Collected data entries
+-------+

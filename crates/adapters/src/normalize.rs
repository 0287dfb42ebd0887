//! Shared normalization used by every supplier adapter.
//!
//! Each logical field is resolved from an ordered list of alternate upstream
//! keys; the first present and truthy value wins.

use std::collections::BTreeMap;

use chrono::{DateTime, Utc};
use log::debug;
use serde_json::Value;

use crate::context::AdapterContext;
use crate::error::{AdapterError, Result};
use crate::format::{
    format_commission, format_date_range, infer_status, parse_commission, parse_time,
};
use crate::models::raw::{
    first_present, first_text, first_truthy, object_items, parse_embedded_json, scalar_text,
    value_at,
};
use crate::models::{
    ExtraField, LinkType, LinkVariant, Platform, QrCode, RawActivity, StandardActivitySummary,
};

pub const ID_KEYS: &[&str] = &[
    "activity_id",
    "activityId",
    "activity_id_long",
    "item_id",
    "id",
    "activityid",
    "actId",
    "act_id",
];
pub const TITLE_KEYS: &[&str] = &["title", "activity_name", "name", "pageName", "page_name"];
pub const COVER_KEYS: &[&str] = &["mainPic", "cover", "image", "thumbnail", "bannerUrl", "pageUrl"];
pub const START_KEYS: &[&str] = &["start_time", "startTime", "start_date", "startDate"];
pub const END_KEYS: &[&str] = &["end_time", "endTime", "end_date", "endDate"];
pub const COMMISSION_KEYS: &[&str] = &[
    "commission_rate",
    "rate",
    "return_money",
    "commission",
    "commissionRate",
    "rateValue",
    "avgCommissionRate",
];

pub const DEFAULT_TITLE: &str = "未命名活动";

/// Envelope paths probed, in order, for the activity list.
pub const LIST_CANDIDATE_PATHS: &[&[&str]] = &[
    &["data", "activity_list"],
    &["data", "list"],
    &["data", "items"],
    &["data", "result"],
    &["data", "info"],
    &["result"],
    &["content"],
    &["content", "list"],
];

fn list_from(candidate: &Value) -> Option<Vec<Value>> {
    match candidate {
        Value::Array(items) => Some(items.clone()),
        Value::Object(map) => map.get("list").and_then(Value::as_array).cloned(),
        Value::String(_) => parse_embedded_json(candidate).and_then(|decoded| match decoded {
            Value::Array(items) => Some(items),
            Value::Object(map) => map.get("list").and_then(Value::as_array).cloned(),
            _ => None,
        }),
        _ => None,
    }
}

/// Unwraps an activity list from a supplier envelope.
///
/// The first candidate path yielding a non-empty list of objects wins.
pub fn unwrap_list_response(payload: &Value, candidates: &[&[&str]]) -> Result<Vec<RawActivity>> {
    candidates
        .iter()
        .filter_map(|path| value_at(payload, path))
        .filter_map(list_from)
        .map(|items| object_items(&items))
        .find(|items| !items.is_empty())
        .ok_or_else(|| AdapterError::no_activity_data(payload))
}

/// Stringified id, or `fallback` when absent or empty.
pub fn resolve_id(raw: &RawActivity, fallback: &str) -> String {
    first_present(raw, ID_KEYS)
        .map(|value| scalar_text(value).unwrap_or_else(|| value.to_string()))
        .filter(|id| !id.is_empty())
        .unwrap_or_else(|| fallback.to_string())
}

pub fn resolve_commission(raw: &RawActivity, trace_id: &str) -> f64 {
    let mut seen = false;
    for value in COMMISSION_KEYS.iter().filter_map(|key| raw.get(*key)) {
        if value.is_null() {
            continue;
        }
        seen = true;
        if let Some(rate) = parse_commission(value) {
            return rate;
        }
    }
    if seen {
        debug!("[{}] Unparsable commission, defaulting to 0", trace_id);
    }
    0.0
}

pub fn resolve_window(raw: &RawActivity) -> (Option<DateTime<Utc>>, Option<DateTime<Utc>>) {
    let start = first_truthy(raw, START_KEYS).and_then(parse_time);
    let end = first_truthy(raw, END_KEYS).and_then(parse_time);
    (start, end)
}

fn push_unique(tags: &mut Vec<String>, tag: &str) {
    let tag = tag.trim();
    if !tag.is_empty() && !tags.iter().any(|existing| existing == tag) {
        tags.push(tag.to_string());
    }
}

/// Tags from the `tags` field plus the platform name, type and average
/// commission. Only a `tags` array is deduplicated.
pub fn build_tags(raw: &RawActivity) -> Vec<String> {
    let mut tags = Vec::new();
    match raw.get("tags") {
        Some(Value::Array(items)) => {
            for item in items.iter().filter_map(Value::as_str) {
                push_unique(&mut tags, item);
            }
        }
        Some(Value::String(text)) => {
            tags.extend(
                text.split(',')
                    .map(str::trim)
                    .filter(|tag| !tag.is_empty())
                    .map(str::to_string),
            );
        }
        _ => {}
    }
    if let Some(name) = first_text(raw, &["platformName"]) {
        tags.push(name);
    }
    // A declared but null type still produces a tag.
    match raw.get("platformType") {
        Some(Value::Null) => tags.push("类型:null".to_string()),
        Some(value) => {
            if let Some(kind) = scalar_text(value) {
                tags.push(format!("类型:{}", kind));
            }
        }
        None => {}
    }
    if let Some(avg) = first_text(raw, &["avgCommissionRate"]) {
        tags.push(avg);
    }
    tags
}

pub fn summarize(
    platform: Platform,
    raw: &RawActivity,
    ctx: &AdapterContext,
) -> StandardActivitySummary {
    let commission_rate = resolve_commission(raw, &ctx.trace_id);
    let (start, end) = resolve_window(raw);
    StandardActivitySummary {
        id: resolve_id(raw, &ctx.trace_id),
        platform,
        title: first_text(raw, TITLE_KEYS).unwrap_or_else(|| DEFAULT_TITLE.to_string()),
        cover: first_text(raw, COVER_KEYS).unwrap_or_default(),
        commission_rate,
        commission_text: format_commission(commission_rate),
        deadline_text: format_date_range(start, end),
        status: infer_status(ctx.now, start, end),
        tags: build_tags(raw),
        trace_id: ctx.trace_id.clone(),
        cached: ctx.cached,
    }
}

/// Label/value pairs for a detail view. Each label takes the first truthy
/// value among its keys; labels without a value are skipped.
pub fn extra_fields(raw: &RawActivity, fields: &[(&str, &[&str])]) -> Vec<ExtraField> {
    fields
        .iter()
        .filter_map(|(label, keys)| {
            first_text(raw, keys).map(|value| ExtraField::new(*label, value))
        })
        .collect()
}

/// Link variants and QR codes collected for one detail, deduplicated by url.
#[derive(Debug, Default, Clone)]
pub struct LinkSet {
    pub variants: Vec<LinkVariant>,
    pub qrcodes: Vec<QrCode>,
}

impl LinkSet {
    pub fn new() -> Self {
        Self::default()
    }

    pub fn push_variant(&mut self, link_type: LinkType, label: &str, url: Option<String>) {
        let Some(url) = url.filter(|url| !url.is_empty()) else {
            return;
        };
        if self.variants.iter().any(|variant| variant.url == url) {
            return;
        }
        self.variants.push(LinkVariant {
            link_type,
            label: label.to_string(),
            url,
        });
    }

    pub fn push_qr(
        &mut self,
        label: &str,
        url: Option<String>,
        width: Option<u32>,
        height: Option<u32>,
    ) {
        let Some(url) = url.filter(|url| !url.is_empty()) else {
            return;
        };
        if self.qrcodes.iter().any(|qr| qr.url == url) {
            return;
        }
        self.qrcodes.push(QrCode {
            label: label.to_string(),
            url,
            width,
            height,
        });
    }

    /// First url seen for `link_type`.
    pub fn url_of(&self, link_type: &LinkType) -> Option<String> {
        self.variants
            .iter()
            .find(|variant| &variant.link_type == link_type)
            .map(|variant| variant.url.clone())
    }

    /// The preferred type's url, falling back to the first variant.
    pub fn default_link(&self, preferred: &LinkType) -> Option<String> {
        self.url_of(preferred)
            .or_else(|| self.variants.first().map(|variant| variant.url.clone()))
    }

    pub fn links_by_type(&self) -> BTreeMap<String, String> {
        let mut links = BTreeMap::new();
        for variant in &self.variants {
            links
                .entry(variant.link_type.to_string())
                .or_insert_with(|| variant.url.clone());
        }
        links
    }

    /// QR codes rendered as extra fields.
    pub fn qr_extras(&self) -> Vec<ExtraField> {
        self.qrcodes
            .iter()
            .map(|qr| ExtraField::new(qr.label.clone(), qr.url.clone()))
            .collect()
    }
}

#[cfg(test)]
mod tests {
    use super::*;
    use serde_json::json;

    fn raw(value: Value) -> RawActivity {
        value.as_object().cloned().unwrap()
    }

    #[test]
    fn test_unwrap_list_from_nested_list() {
        let payload = json!({"data": {"list": [{"activity_id": "1"}, 7, {"activity_id": "2"}]}});
        let items = unwrap_list_response(&payload, LIST_CANDIDATE_PATHS).unwrap();
        assert_eq!(items.len(), 2);
    }

    #[test]
    fn test_unwrap_list_decodes_json_string() {
        let payload = json!({"content": "[{\"id\": 5}]"});
        let items = unwrap_list_response(&payload, LIST_CANDIDATE_PATHS).unwrap();
        assert_eq!(items[0]["id"], json!(5));

        let wrapped = json!({"content": "{\"list\": [{\"id\": 6}]}"});
        let items = unwrap_list_response(&wrapped, LIST_CANDIDATE_PATHS).unwrap();
        assert_eq!(items[0]["id"], json!(6));
    }

    #[test]
    fn test_unwrap_list_skips_empty_candidates() {
        let payload = json!({"data": {"activity_list": [], "items": {"list": [{"id": 1}]}}});
        let items = unwrap_list_response(&payload, LIST_CANDIDATE_PATHS).unwrap();
        assert_eq!(items.len(), 1);
    }

    #[test]
    fn test_unwrap_list_fails_with_payload() {
        let payload = json!({"status": 301, "content": ""});
        let err = unwrap_list_response(&payload, LIST_CANDIDATE_PATHS).unwrap_err();
        assert_eq!(err.payload(), Some(&payload));
    }

    #[test]
    fn test_resolve_id_variants() {
        assert_eq!(resolve_id(&raw(json!({"actId": 42})), "t"), "42");
        assert_eq!(resolve_id(&raw(json!({"activity_id": ""})), "trace"), "trace");
        assert_eq!(resolve_id(&raw(json!({})), "trace"), "trace");
    }

    #[test]
    fn test_resolve_commission_falls_through() {
        let record = raw(json!({"commission_rate": "暂无", "rate": "8.5%"}));
        assert_eq!(resolve_commission(&record, "t"), 8.5);

        let record = raw(json!({"commission_rate": "--"}));
        assert_eq!(resolve_commission(&record, "t"), 0.0);

        let record = raw(json!({"avgCommissionRate": "6%"}));
        assert_eq!(resolve_commission(&record, "t"), 6.0);
    }

    #[test]
    fn test_build_tags() {
        let record = raw(json!({
            "tags": [" 外卖 ", "", "外卖", "新客"],
            "platformName": "美团",
            "platformType": 2,
        }));
        assert_eq!(build_tags(&record), vec!["外卖", "新客", "美团", "类型:2"]);

        let record = raw(json!({"tags": "a, b,,a", "platformType": 0}));
        assert_eq!(build_tags(&record), vec!["a", "b", "a", "类型:0"]);
    }

    #[test]
    fn test_build_tags_null_platform_type() {
        let record = raw(json!({"platformType": null}));
        assert_eq!(build_tags(&record), vec!["类型:null"]);

        let record = raw(json!({"title": "no type"}));
        assert!(build_tags(&record).is_empty());
    }

    #[test]
    fn test_extra_fields_takes_first_alias() {
        let record = raw(json!({"tk_rate": "3%", "official_rate": "", "id": 8}));
        let fields: &[(&str, &[&str])] = &[
            ("推客佣金", &["tk_money", "tk_rate"]),
            ("官方佣金", &["official_rate"]),
            ("ID", &["activity_id", "id"]),
        ];
        let extra = extra_fields(&record, fields);
        assert_eq!(extra, vec![ExtraField::new("推客佣金", "3%"), ExtraField::new("ID", "8")]);
    }

    #[test]
    fn test_link_set_dedups_by_url() {
        let mut links = LinkSet::new();
        links.push_variant(LinkType::LONG_H5, "long", Some("https://a".into()));
        links.push_variant(LinkType::SHORT_H5, "short", Some("https://a".into()));
        links.push_variant(LinkType::SHORT_H5, "short", Some("https://b".into()));
        links.push_variant(LinkType::APP, "app", None);
        assert_eq!(links.variants.len(), 2);
        assert_eq!(links.default_link(&LinkType::SHORT_H5), Some("https://b".into()));
        assert_eq!(links.default_link(&LinkType::TOKEN), Some("https://a".into()));
        assert_eq!(links.links_by_type().get("1"), Some(&"https://a".to_string()));
    }
}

+-------+

— PROBLEM DESCRIPTION —
An exact copy of the lines above, from the one containing "if let Some(kind)" down to the one containing "let commission_rate = resolve_commission(raw, &ctx.trace_id);" and including both, is the whole answer; retype it and nothing else.

— ANSWER AREA —
            if let Some(kind) = scalar_text(value) {
                tags.push(format!("类型:{}", kind));
            }
        }
        None => {}
    }
    if let Some(avg) = first_text(raw, &["avgCommissionRate"]) {
        tags.push(avg);
    }
    tags
}

pub fn summarize(
    platform: Platform,
    raw: &RawActivity,
    ctx: &AdapterContext,
) -> StandardActivitySummary {
    let commission_rate = resolve_commission(raw, &ctx.trace_id);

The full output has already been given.